Records from a collection:

* * *

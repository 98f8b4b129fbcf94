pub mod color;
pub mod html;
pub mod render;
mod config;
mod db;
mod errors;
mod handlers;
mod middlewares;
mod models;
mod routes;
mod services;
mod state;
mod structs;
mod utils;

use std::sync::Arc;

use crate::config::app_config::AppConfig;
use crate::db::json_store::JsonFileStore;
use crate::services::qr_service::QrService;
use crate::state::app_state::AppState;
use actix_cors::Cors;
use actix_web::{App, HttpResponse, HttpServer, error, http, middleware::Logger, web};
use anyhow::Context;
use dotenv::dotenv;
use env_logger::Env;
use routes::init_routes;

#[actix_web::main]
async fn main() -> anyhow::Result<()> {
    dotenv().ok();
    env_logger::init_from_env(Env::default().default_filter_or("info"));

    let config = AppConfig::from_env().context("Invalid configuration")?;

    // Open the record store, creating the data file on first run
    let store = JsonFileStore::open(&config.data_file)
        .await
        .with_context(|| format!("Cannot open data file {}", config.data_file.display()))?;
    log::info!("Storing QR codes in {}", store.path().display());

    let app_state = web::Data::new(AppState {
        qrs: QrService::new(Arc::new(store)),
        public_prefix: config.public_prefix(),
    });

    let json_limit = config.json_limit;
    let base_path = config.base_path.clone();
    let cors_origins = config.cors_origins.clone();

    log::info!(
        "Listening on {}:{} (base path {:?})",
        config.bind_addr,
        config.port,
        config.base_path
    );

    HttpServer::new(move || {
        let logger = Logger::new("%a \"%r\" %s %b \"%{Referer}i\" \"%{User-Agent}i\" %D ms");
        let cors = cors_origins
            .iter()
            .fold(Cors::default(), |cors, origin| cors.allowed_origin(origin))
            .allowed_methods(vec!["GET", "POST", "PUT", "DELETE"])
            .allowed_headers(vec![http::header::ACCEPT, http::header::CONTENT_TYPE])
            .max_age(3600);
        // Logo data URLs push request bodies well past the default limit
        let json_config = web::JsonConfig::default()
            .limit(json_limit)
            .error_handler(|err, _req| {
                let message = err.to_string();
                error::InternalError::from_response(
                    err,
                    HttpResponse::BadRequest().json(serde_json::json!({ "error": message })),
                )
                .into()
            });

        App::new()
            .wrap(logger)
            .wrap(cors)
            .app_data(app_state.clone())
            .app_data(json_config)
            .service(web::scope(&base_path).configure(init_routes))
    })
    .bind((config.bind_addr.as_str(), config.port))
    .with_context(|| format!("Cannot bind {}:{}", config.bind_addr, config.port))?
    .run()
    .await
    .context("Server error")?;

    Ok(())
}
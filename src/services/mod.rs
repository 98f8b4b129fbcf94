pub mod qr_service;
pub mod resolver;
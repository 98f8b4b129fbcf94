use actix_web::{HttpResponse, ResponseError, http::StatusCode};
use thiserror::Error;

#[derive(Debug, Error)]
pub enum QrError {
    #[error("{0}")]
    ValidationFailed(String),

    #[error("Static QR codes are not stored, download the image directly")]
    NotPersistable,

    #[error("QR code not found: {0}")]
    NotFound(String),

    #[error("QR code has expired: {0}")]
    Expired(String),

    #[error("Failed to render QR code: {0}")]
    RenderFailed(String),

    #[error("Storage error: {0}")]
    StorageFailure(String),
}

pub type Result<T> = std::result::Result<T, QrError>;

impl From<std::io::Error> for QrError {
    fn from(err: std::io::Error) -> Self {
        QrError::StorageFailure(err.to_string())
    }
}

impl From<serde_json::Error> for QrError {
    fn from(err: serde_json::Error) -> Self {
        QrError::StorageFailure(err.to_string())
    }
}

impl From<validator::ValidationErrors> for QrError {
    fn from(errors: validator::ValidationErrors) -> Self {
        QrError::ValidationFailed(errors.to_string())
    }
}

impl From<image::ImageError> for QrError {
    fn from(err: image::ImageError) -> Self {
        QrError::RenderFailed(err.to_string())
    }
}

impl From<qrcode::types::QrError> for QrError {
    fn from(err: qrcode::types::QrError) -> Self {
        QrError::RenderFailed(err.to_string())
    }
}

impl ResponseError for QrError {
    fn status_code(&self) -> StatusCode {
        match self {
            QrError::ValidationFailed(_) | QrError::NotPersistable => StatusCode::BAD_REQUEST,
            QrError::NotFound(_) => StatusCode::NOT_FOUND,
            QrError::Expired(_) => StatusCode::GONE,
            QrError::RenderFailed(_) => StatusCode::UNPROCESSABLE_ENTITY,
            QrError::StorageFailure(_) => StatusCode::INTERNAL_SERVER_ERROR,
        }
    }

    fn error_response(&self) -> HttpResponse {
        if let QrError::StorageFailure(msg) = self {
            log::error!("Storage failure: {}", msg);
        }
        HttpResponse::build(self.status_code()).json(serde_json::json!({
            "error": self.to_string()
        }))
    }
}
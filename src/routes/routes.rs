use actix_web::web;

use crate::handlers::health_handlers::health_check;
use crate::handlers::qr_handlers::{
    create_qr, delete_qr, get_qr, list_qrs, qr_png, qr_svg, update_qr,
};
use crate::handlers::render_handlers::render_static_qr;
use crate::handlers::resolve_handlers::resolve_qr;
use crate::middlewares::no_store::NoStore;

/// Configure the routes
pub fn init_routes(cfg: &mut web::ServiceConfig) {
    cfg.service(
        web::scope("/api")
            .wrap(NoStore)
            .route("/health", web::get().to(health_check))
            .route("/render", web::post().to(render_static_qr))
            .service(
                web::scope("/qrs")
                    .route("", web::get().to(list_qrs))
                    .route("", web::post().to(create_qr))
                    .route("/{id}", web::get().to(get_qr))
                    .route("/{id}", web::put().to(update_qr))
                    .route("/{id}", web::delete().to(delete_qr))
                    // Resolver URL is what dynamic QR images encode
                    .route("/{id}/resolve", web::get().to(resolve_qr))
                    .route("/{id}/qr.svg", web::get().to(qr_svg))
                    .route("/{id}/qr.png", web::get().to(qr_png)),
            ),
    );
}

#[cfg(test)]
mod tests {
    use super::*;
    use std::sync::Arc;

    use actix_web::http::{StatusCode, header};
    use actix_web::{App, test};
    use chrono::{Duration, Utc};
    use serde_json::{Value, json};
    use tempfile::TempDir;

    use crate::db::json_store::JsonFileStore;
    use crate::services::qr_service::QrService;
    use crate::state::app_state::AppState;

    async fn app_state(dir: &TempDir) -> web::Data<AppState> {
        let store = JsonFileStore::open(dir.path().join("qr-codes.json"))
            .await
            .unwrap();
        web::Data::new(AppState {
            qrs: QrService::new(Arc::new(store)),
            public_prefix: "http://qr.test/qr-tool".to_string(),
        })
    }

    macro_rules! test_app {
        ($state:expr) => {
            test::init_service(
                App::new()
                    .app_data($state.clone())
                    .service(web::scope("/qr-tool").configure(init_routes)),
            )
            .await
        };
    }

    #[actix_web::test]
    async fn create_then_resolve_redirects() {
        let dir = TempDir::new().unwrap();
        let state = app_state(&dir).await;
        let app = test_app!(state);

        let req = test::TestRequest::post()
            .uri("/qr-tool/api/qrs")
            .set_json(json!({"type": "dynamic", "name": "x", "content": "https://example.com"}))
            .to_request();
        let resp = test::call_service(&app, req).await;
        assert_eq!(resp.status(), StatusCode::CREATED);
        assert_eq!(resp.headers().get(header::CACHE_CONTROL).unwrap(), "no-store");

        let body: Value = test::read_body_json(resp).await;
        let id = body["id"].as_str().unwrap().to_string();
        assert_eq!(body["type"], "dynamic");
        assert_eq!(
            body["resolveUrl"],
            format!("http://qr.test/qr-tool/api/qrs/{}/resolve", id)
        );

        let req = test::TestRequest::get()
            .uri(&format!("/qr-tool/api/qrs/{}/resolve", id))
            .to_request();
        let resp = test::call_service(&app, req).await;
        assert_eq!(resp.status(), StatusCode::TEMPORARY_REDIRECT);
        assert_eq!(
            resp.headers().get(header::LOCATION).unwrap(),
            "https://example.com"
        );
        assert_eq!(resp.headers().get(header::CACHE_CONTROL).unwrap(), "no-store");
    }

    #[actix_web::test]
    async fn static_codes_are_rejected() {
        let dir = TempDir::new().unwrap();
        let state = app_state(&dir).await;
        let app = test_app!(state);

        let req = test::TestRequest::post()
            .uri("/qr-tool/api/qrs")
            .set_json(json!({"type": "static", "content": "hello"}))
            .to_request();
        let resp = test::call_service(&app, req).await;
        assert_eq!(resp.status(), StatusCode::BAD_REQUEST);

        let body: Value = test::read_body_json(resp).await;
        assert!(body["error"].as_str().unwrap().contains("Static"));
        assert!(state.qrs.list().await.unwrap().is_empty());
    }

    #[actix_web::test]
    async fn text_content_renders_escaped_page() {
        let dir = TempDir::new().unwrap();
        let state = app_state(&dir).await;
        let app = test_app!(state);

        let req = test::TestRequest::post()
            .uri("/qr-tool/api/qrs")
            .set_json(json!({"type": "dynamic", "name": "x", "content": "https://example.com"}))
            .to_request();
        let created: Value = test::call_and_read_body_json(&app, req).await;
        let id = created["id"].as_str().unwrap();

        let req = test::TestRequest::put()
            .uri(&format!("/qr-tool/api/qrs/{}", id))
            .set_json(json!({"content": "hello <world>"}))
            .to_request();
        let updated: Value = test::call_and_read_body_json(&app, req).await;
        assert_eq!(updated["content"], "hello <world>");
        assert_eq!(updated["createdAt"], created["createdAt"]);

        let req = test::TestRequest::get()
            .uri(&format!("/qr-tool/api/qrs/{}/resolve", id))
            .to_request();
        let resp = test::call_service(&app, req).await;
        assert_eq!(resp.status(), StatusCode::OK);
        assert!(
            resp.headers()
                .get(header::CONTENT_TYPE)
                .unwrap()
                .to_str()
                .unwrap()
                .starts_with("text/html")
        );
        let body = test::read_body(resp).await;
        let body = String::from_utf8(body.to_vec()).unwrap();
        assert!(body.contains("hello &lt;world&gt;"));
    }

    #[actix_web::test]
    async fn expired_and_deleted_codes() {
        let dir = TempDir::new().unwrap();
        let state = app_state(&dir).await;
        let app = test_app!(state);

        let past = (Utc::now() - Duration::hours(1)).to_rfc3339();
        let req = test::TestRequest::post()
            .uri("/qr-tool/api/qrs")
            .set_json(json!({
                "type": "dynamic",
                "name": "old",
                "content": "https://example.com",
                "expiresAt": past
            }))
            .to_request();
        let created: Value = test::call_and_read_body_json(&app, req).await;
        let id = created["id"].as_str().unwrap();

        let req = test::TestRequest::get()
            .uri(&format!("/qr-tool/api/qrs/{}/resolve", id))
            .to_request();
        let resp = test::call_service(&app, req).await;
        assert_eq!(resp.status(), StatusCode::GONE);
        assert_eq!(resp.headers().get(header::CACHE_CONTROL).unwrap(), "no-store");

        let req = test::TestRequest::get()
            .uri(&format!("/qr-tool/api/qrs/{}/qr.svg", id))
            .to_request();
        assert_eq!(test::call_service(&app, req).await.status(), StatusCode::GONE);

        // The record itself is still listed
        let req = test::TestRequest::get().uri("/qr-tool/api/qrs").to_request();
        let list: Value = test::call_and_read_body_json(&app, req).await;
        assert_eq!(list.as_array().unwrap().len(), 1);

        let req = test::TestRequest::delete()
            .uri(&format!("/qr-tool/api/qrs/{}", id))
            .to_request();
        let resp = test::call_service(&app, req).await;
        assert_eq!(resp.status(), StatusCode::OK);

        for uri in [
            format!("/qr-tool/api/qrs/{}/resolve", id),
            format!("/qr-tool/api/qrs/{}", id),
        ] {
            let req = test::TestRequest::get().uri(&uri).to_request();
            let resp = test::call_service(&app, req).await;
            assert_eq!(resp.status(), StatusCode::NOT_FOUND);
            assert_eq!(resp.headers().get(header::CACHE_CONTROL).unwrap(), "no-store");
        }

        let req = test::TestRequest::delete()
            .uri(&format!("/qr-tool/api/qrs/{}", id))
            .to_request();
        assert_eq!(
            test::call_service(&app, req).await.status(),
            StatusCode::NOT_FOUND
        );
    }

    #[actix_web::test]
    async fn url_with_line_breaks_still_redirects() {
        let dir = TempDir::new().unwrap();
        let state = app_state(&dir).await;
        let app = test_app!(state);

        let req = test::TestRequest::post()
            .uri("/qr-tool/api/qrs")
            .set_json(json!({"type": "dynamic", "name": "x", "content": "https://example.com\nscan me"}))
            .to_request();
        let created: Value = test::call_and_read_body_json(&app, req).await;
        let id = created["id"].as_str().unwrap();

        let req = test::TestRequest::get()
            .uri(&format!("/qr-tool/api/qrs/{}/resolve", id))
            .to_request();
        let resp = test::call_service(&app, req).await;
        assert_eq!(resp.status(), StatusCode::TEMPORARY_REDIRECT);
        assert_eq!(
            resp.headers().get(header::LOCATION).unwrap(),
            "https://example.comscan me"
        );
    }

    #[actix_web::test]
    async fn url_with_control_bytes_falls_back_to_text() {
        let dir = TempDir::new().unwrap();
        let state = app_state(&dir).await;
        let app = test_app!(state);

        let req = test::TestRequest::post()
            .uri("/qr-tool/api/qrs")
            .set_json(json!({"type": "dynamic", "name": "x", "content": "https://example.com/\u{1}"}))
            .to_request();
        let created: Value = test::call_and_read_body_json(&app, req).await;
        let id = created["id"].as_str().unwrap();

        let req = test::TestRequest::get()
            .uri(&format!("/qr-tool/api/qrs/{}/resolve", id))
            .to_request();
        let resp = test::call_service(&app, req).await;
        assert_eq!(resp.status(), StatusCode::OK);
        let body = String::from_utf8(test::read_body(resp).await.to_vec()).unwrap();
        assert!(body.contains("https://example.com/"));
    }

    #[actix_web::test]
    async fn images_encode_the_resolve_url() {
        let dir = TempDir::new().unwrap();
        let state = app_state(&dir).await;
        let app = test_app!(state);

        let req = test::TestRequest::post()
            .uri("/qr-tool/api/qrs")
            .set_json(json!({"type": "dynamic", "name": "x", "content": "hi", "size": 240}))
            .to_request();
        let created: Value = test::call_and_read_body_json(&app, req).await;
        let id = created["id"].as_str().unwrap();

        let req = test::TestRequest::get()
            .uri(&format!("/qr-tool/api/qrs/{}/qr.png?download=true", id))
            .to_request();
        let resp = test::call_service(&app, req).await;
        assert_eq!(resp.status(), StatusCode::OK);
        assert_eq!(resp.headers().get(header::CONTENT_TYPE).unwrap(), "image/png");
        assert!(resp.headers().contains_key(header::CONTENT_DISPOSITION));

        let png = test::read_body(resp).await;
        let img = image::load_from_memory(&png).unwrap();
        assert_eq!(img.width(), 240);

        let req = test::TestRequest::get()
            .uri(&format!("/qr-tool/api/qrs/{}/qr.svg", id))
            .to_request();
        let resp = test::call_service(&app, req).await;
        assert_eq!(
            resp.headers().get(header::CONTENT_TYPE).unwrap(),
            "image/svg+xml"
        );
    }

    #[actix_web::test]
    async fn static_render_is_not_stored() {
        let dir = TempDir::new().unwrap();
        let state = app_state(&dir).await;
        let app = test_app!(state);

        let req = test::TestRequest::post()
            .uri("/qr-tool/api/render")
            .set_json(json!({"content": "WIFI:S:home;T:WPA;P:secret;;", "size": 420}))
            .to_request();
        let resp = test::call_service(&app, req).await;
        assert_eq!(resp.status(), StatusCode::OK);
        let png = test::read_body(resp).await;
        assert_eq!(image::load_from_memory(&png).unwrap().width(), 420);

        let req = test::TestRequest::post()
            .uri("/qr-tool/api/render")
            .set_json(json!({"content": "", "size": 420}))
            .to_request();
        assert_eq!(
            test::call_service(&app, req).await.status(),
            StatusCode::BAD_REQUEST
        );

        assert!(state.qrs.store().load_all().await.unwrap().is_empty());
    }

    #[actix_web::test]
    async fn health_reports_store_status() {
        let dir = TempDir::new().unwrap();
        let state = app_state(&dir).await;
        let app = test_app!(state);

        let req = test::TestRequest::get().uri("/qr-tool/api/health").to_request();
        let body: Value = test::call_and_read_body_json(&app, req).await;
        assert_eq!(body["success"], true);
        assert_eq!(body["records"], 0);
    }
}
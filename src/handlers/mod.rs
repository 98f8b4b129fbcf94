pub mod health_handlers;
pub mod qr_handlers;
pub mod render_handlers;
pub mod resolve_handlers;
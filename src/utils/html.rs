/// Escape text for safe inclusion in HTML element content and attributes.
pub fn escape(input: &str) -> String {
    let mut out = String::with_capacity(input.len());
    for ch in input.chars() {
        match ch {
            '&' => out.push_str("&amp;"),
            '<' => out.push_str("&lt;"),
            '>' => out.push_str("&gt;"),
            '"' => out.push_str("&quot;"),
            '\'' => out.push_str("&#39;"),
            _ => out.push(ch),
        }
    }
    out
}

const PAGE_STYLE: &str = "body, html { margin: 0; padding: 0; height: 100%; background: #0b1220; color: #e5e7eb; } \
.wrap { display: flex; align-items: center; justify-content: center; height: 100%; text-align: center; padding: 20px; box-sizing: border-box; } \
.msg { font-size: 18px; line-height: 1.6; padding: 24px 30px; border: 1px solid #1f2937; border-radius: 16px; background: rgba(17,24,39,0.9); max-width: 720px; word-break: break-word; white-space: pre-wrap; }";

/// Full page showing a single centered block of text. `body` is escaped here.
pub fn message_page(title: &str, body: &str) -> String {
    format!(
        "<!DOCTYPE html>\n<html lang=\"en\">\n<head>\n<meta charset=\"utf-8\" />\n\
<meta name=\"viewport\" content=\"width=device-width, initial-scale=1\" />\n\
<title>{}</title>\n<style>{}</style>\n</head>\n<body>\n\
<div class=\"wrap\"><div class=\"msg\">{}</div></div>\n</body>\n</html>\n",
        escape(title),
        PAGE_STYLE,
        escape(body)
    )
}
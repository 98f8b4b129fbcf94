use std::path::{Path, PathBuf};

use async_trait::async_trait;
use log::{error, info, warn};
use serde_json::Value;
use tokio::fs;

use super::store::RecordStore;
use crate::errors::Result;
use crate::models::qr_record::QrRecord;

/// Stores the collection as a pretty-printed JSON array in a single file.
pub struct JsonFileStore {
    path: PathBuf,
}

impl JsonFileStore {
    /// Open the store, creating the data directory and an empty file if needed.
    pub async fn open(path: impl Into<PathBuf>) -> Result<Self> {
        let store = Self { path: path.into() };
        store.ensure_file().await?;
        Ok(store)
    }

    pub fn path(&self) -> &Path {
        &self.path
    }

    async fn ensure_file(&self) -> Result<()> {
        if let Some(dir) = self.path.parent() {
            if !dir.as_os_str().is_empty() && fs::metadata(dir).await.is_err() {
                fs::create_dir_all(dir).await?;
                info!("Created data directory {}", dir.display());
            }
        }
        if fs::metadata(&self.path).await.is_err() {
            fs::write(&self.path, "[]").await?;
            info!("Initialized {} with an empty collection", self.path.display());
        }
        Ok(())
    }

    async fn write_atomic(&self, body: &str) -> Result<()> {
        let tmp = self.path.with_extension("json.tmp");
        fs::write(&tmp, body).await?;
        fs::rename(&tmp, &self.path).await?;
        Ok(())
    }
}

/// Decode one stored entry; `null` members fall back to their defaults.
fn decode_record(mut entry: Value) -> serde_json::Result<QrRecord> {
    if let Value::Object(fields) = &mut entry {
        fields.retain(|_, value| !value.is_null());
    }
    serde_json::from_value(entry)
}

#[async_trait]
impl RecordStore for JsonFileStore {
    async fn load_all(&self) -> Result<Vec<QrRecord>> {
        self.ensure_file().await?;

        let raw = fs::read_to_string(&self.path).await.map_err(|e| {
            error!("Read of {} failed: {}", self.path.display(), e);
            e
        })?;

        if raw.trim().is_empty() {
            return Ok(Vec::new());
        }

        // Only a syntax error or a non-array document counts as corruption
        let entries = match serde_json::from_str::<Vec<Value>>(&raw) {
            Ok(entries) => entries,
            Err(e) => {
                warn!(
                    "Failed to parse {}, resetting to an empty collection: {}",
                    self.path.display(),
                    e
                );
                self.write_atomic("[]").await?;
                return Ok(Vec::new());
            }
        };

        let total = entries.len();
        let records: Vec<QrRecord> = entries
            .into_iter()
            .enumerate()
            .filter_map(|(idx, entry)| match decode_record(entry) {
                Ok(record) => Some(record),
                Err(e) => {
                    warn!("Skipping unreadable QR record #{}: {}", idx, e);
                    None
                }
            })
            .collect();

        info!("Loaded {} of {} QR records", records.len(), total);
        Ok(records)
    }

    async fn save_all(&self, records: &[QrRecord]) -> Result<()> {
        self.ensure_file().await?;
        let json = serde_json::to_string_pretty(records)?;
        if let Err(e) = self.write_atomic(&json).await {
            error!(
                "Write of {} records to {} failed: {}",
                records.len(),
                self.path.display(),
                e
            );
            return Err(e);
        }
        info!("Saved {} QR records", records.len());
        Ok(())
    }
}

* * *

▶ [Assignment]: Work through the entries, filtering for the string "background", and copy each line that holds it.

▶ [Result for this exercise]:
const PAGE_STYLE: &str = "body, html { margin: 0; padding: 0; height: 100%; background: #0b1220; color: #e5e7eb; } \
.msg { font-size: 18px; line-height: 1.6; padding: 24px 30px; border: 1px solid #1f2937; border-radius: 16px; background: rgba(17,24,39,0.9); max-width: 720px; word-break: break-word; white-space: pre-wrap; }";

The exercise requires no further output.